Power NI Power Procurement Business manages the group's power purchase agreements.

Power NI was the former customer supply business of Northern Ireland Electricity (NIE), known originally as NIE Supply and then, after its separation from the rest of NIE, as NIE Energy. Both it and the Power Procurement Business "were separated from NIE on 1 November 2007 in accordance with the requirements of the 2003 EU Electricity Directive which required the independence of the distribution system operation function." In 2010, Viridian sold NIE, including the NIE name, to the Electricity Supply Board (the ESB) - the state-owned electricity company in the Republic of Ireland. As a result, NIE Energy was no longer allowed to use the NIE name, and it rebranded as Power NI on 25 July 2011.

===Energia===
Energia was founded in 1999 and became the first independent supplier in Northern Ireland. Within a year it had entered the Irish business electricity market. By 2003, Energia had established itself as Ireland's leading independent energy business supplying over 30% of large industrial electricity requirements. Energia now supplies over 250,000 homes in the Republic of Ireland.

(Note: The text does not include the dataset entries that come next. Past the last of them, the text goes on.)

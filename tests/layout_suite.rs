use std::path::Path;

use flowstack::{
    ChainLayout, LayoutConfig, RenderConfig, Theme, compute_chain_layout, parse_chain, render_svg,
};

fn assert_valid_svg(svg: &str, fixture: &str) {
    assert!(svg.contains("<svg"), "{fixture}: missing <svg tag");
    assert!(svg.contains("</svg>"), "{fixture}: missing </svg tag");
}

fn assert_chain_invariants(layout: &ChainLayout, clearance: f32, fixture: &str) {
    for pair in layout.blocks.windows(2) {
        assert!(
            pair[1].y > pair[0].y,
            "{fixture}: centers not strictly increasing"
        );
        let edge_gap = pair[1].top() - pair[0].bottom();
        assert!(
            edge_gap >= clearance - 1e-3,
            "{fixture}: clearance violated, edge gap {edge_gap}"
        );
    }
}

fn layout_fixture(path: &Path) -> (ChainLayout, LayoutConfig, RenderConfig) {
    let input = std::fs::read_to_string(path).expect("fixture read failed");
    let chain = parse_chain(&input).expect("parse failed");
    let theme = Theme::modern();
    let config = LayoutConfig {
        fast_text_metrics: true,
        ..LayoutConfig::default()
    };
    let render = RenderConfig::default();
    let layout = compute_chain_layout(&chain, &theme, &config, &render).expect("layout failed");
    (layout, config, render)
}

#[test]
fn layout_and_render_all_fixtures() {
    let root = Path::new(env!("CARGO_MANIFEST_DIR"))
        .join("tests")
        .join("fixtures");

    // Keep this list explicit so new fixtures must be added intentionally.
    let candidates = [
        "basic.flow",
        "decisions.flow",
        "titled.flow",
        "compressed.flow",
        "long_labels.flow",
        "single.flow",
        "tall.flow",
    ];

    for rel in candidates {
        let path = root.join(rel);
        assert!(path.exists(), "fixture missing: {rel}");
        let (layout, config, render) = layout_fixture(&path);
        assert_chain_invariants(&layout, config.clearance_margin, rel);
        let svg = render_svg(&layout, &Theme::modern(), &render);
        assert_valid_svg(&svg, rel);
    }
}

#[test]
fn tall_fixture_overflows_a_short_canvas_but_fits_a_tall_one() {
    let path = Path::new(env!("CARGO_MANIFEST_DIR"))
        .join("tests/fixtures/tall.flow");
    let input = std::fs::read_to_string(&path).expect("fixture read failed");
    let chain = parse_chain(&input).expect("parse failed");
    let theme = Theme::modern();
    let config = LayoutConfig {
        fast_text_metrics: true,
        ..LayoutConfig::default()
    };

    let short = RenderConfig {
        height: 300.0,
        ..RenderConfig::default()
    };
    let layout = compute_chain_layout(&chain, &theme, &config, &short).expect("layout failed");
    assert!(layout.overflow, "expected overflow on a 300px canvas");
    assert_chain_invariants(&layout, config.clearance_margin, "tall.flow/short");

    let tall = RenderConfig {
        height: 3000.0,
        ..RenderConfig::default()
    };
    let layout = compute_chain_layout(&chain, &theme, &config, &tall).expect("layout failed");
    assert!(!layout.overflow, "3000px canvas should fit");
}

#[test]
fn compressed_fixture_keeps_leading_gaps_no_wider_than_tail_gaps() {
    let path = Path::new(env!("CARGO_MANIFEST_DIR"))
        .join("tests/fixtures/compressed.flow");
    let (layout, _, _) = layout_fixture(&path);
    let gaps: Vec<f32> = layout
        .blocks
        .windows(2)
        .map(|pair| pair[1].y - pair[0].y)
        .collect();
    let first = gaps.first().copied().unwrap();
    let last = gaps.last().copied().unwrap();
    assert!(
        first <= last + 1e-3,
        "compressed leading gap {first} wider than tail gap {last}"
    );
}

#[test]
fn layouts_are_deterministic_across_calls() {
    let path = Path::new(env!("CARGO_MANIFEST_DIR"))
        .join("tests/fixtures/basic.flow");
    let (a, _, _) = layout_fixture(&path);
    let (b, _, _) = layout_fixture(&path);
    let centers = |l: &ChainLayout| l.blocks.iter().map(|blk| blk.y).collect::<Vec<_>>();
    assert_eq!(centers(&a), centers(&b));
}
fn main() {
    if let Err(err) = flowstack::run() {
        eprintln!("error: {err}");
        std::process::exit(1);
    }
}
use crate::config::load_config;
use crate::layout::compute_chain_layout;
use crate::layout_dump::{LayoutDump, write_layout_dump};
use crate::parser::parse_chain;
use crate::render::{render_svg, write_output_svg};
use anyhow::Result;
use clap::{Parser, ValueEnum};
use std::io::{self, Read};
use std::path::{Path, PathBuf};

#[derive(Parser, Debug)]
#[command(name = "flowstack", version, about = "Vertical flowchart chain layout and SVG export")]
pub struct Args {
    /// Input chain file (.flow) or '-' for stdin
    #[arg(short = 'i', long = "input")]
    pub input: Option<PathBuf>,

    /// Output file. Defaults to stdout if omitted.
    #[arg(short = 'o', long = "output")]
    pub output: Option<PathBuf>,

    /// Output format
    #[arg(short = 'e', long = "outputFormat", value_enum, default_value = "svg")]
    pub output_format: OutputFormat,

    /// Config JSON file (theme and layout overrides)
    #[arg(short = 'c', long = "configFile")]
    pub config: Option<PathBuf>,

    /// Canvas width
    #[arg(short = 'w', long = "width")]
    pub width: Option<f32>,

    /// Canvas height (the vertical budget the chain must fit)
    #[arg(short = 'H', long = "height")]
    pub height: Option<f32>,

    /// Compress the leading part of the chain to fit tighter canvases
    #[arg(long = "compact")]
    pub compact: bool,
}

#[derive(ValueEnum, Debug, Clone, Copy)]
pub enum OutputFormat {
    Svg,
    /// Pretty JSON dump of the computed layout
    Layout,
}

pub fn run() -> Result<()> {
    let args = Args::parse();
    let mut config = load_config(args.config.as_deref())?;
    if let Some(width) = args.width {
        config.render.width = width;
    }
    if let Some(height) = args.height {
        config.render.height = height;
    }
    if args.compact {
        config.layout.compact.enabled = true;
    }

    let input = read_input(args.input.as_deref())?;
    let chain = parse_chain(&input)?;
    let layout = compute_chain_layout(&chain, &config.theme, &config.layout, &config.render)?;
    if layout.overflow {
        eprintln!(
            "warning: chain does not fit the {}px canvas even at minimum spacing; consider --compact or a taller canvas",
            config.render.height
        );
    }

    match args.output_format {
        OutputFormat::Svg => {
            let svg = render_svg(&layout, &config.theme, &config.render);
            write_output_svg(&svg, args.output.as_deref())?;
        }
        OutputFormat::Layout => match args.output.as_deref() {
            Some(path) => write_layout_dump(path, &layout)?,
            None => {
                let dump = LayoutDump::from_layout(&layout);
                println!("{}", serde_json::to_string_pretty(&dump)?);
            }
        },
    }
    Ok(())
}

fn read_input(path: Option<&Path>) -> Result<String> {
    if let Some(path) = path
        && path != Path::new("-")
    {
        return Ok(std::fs::read_to_string(path)?);
    }
    let mut buf = String::new();
    io::stdin().read_to_string(&mut buf)?;
    Ok(buf)
}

===Energia Renewables and Flexible Generation===
Energia Flexible Generation generates electricity through Huntstown power station, whilst Energia Renewables generates via wind power across the island of Ireland.

==History==
Energia Group (formerly Viridian Group) was formed in 1998 as a holding company for Northern Ireland Electricity plc (NIE), the purpose of the reorganisation was to "step up the move into unregulated markets and for expansion overseas." NIE was a public utility which was privatised in 1993. Formerly a vertically integrated monopoly, NIE's power stations were demerged and sold prior to privatisation.

On 6 October 2006, Viridian's board agreed the acquisition of the group by ElectricInvest, a company owned by the international investment firm Arcapita. The acquisition, which valued Viridian at £1.62 billion, was completed on 8 December 2006.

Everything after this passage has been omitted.